C'est le 14 septembre 1849 que le cimetière Saint-Lazare est ouvert après une bénédiction solennelle. La maladrerie, ses champs et ses vignes, n’occupait qu’une partie des terrains qui forment l’emprise actuelle du cimetière Saint-Lazare et de ses extensions. Les plans anciens montrent que ces terrains étaient partagés par de nombreux propriétaires. Le cimetière Saint-Lazare est agrandi à deux reprises, en 1864 et en 1918.

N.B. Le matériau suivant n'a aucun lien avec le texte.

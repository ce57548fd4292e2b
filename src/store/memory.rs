use std::collections::HashMap;

use async_trait::async_trait;
use chrono::Utc;
use tokio::sync::RwLock;
use uuid::Uuid;

use super::models::{Activity, Agent, NewProject, Project, UserRecord, UserUpdate};
use super::{ProjectStore, StoreError, UserStore};

/// Process-local store backed by maps
///
/// Used by the test suites and for running the service without a
/// database.
#[derive(Default)]
pub struct InMemoryStore {
    users: RwLock<HashMap<String, UserRecord>>,
    projects: RwLock<Vec<Project>>,
    agents: RwLock<Vec<Agent>>,
    costs: RwLock<Vec<(String, f64)>>,
    activities: RwLock<Vec<Activity>>,
}

impl InMemoryStore {
    pub fn new() -> Self {
        Self::default()
    }

    /// Add a user with an already-hashed password; returns the user id
    pub async fn insert_user(&self, email: &str, name: Option<&str>, password_hash: &str) -> String {
        let now = Utc::now();
        let record = UserRecord {
            id: Uuid::new_v4().to_string(),
            email: email.to_string(),
            name: name.map(str::to_string),
            password_hash: password_hash.to_string(),
            refresh_token: None,
            created_at: now,
            updated_at: now,
        };
        let id = record.id.clone();
        self.users.write().await.insert(id.clone(), record);
        id
    }

    /// Attach an agent to a project; returns the agent id
    pub async fn insert_agent(&self, project_id: &str, name: &str, status: &str) -> String {
        let agent = Agent {
            id: Uuid::new_v4().to_string(),
            project_id: project_id.to_string(),
            name: name.to_string(),
            status: status.to_string(),
            started_at: Utc::now(),
            completed_at: None,
        };
        let id = agent.id.clone();
        self.agents.write().await.push(agent);
        id
    }

    pub async fn insert_cost(&self, project_id: &str, amount: f64) {
        self.costs.write().await.push((project_id.to_string(), amount));
    }

    pub async fn insert_activity(
        &self,
        user_id: &str,
        project_id: Option<&str>,
        kind: &str,
        message: &str,
    ) {
        self.activities.write().await.push(Activity {
            id: Uuid::new_v4().to_string(),
            user_id: user_id.to_string(),
            project_id: project_id.map(str::to_string),
            kind: kind.to_string(),
            message: message.to_string(),
            created_at: Utc::now(),
        });
    }

    /// Current refresh token slot for a user
    pub async fn refresh_token_of(&self, user_id: &str) -> Option<String> {
        self.users
            .read()
            .await
            .get(user_id)
            .and_then(|u| u.refresh_token.clone())
    }
}

#[async_trait]
impl UserStore for InMemoryStore {
    async fn get_user_by_email(&self, email: &str) -> Result<Option<UserRecord>, StoreError> {
        let users = self.users.read().await;
        Ok(users
            .values()
            .find(|u| u.email.eq_ignore_ascii_case(email))
            .cloned())
    }

    async fn get_user_by_id(&self, user_id: &str) -> Result<Option<UserRecord>, StoreError> {
        Ok(self.users.read().await.get(user_id).cloned())
    }

    async fn update_user(&self, user_id: &str, update: UserUpdate) -> Result<UserRecord, StoreError> {
        let mut users = self.users.write().await;
        let user = users
            .get_mut(user_id)
            .ok_or_else(|| StoreError::NotFound(format!("user {}", user_id)))?;

        if let Some(name) = update.name {
            user.name = Some(name);
        }
        if let Some(password_hash) = update.password_hash {
            user.password_hash = password_hash;
        }
        user.updated_at = Utc::now();

        Ok(user.clone())
    }

    async fn update_user_refresh_token(
        &self,
        user_id: &str,
        refresh_token: &str,
    ) -> Result<(), StoreError> {
        let mut users = self.users.write().await;
        let user = users
            .get_mut(user_id)
            .ok_or_else(|| StoreError::NotFound(format!("user {}", user_id)))?;
        user.refresh_token = Some(refresh_token.to_string());
        user.updated_at = Utc::now();
        Ok(())
    }
}

#[async_trait]
impl ProjectStore for InMemoryStore {
    async fn create_project(&self, project: NewProject) -> Result<Project, StoreError> {
        let project = Project {
            id: Uuid::new_v4().to_string(),
            user_id: project.user_id,
            name: project.name,
            description: project.description,
            status: "active".to_string(),
            created_at: Utc::now(),
        };
        self.projects.write().await.push(project.clone());
        Ok(project)
    }

    async fn get_project_by_id(&self, project_id: &str) -> Result<Option<Project>, StoreError> {
        let projects = self.projects.read().await;
        Ok(projects.iter().find(|p| p.id == project_id).cloned())
    }

    async fn list_projects_by_user(&self, user_id: &str) -> Result<Vec<Project>, StoreError> {
        let projects = self.projects.read().await;
        let mut owned: Vec<Project> = projects
            .iter()
            .filter(|p| p.user_id == user_id)
            .cloned()
            .collect();
        owned.sort_by(|a, b| b.created_at.cmp(&a.created_at));
        Ok(owned)
    }

    async fn list_agents_by_project(&self, project_id: &str) -> Result<Vec<Agent>, StoreError> {
        let agents = self.agents.read().await;
        Ok(agents
            .iter()
            .filter(|a| a.project_id == project_id)
            .cloned()
            .collect())
    }

    async fn get_agent_by_id(&self, agent_id: &str) -> Result<Option<Agent>, StoreError> {
        let agents = self.agents.read().await;
        Ok(agents.iter().find(|a| a.id == agent_id).cloned())
    }

    async fn get_total_cost_by_project(&self, project_id: &str) -> Result<f64, StoreError> {
        let costs = self.costs.read().await;
        Ok(costs
            .iter()
            .filter(|(id, _)| id == project_id)
            .map(|(_, amount)| amount)
            .sum())
    }

    async fn get_recent_activities(
        &self,
        user_id: &str,
        limit: i64,
    ) -> Result<Vec<Activity>, StoreError> {
        let activities = self.activities.read().await;
        let mut recent: Vec<Activity> = activities
            .iter()
            .filter(|a| a.user_id == user_id)
            .cloned()
            .collect();
        recent.sort_by(|a, b| b.created_at.cmp(&a.created_at));
        recent.truncate(limit.max(0) as usize);
        Ok(recent)
    }
}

Au XIXe siècle, avant l'interdiction des processions publiques par la IIIe République, l'évêque prenait la tête d'une imposante procession à le jour des morts, à deux heures de l'après-midi, en direction du cimetière, suivi d'une foule nombreuse. Le nombre de célébrations était assez impressionnant à l'occasion de la Toussaint. En 1887, Vêpres à 15 heures pour la Toussaint. Le lendemain 2 novembre, jour des morts, première messe à 6 heures du matin, deuxième messe à 7 heures et grand messe à 8 heures. A 14h30, vêpres suivies d'un sermon prêché par l'abbé Barrat, suivie d'une absoute et de la bénédiction du Saint Sacrement.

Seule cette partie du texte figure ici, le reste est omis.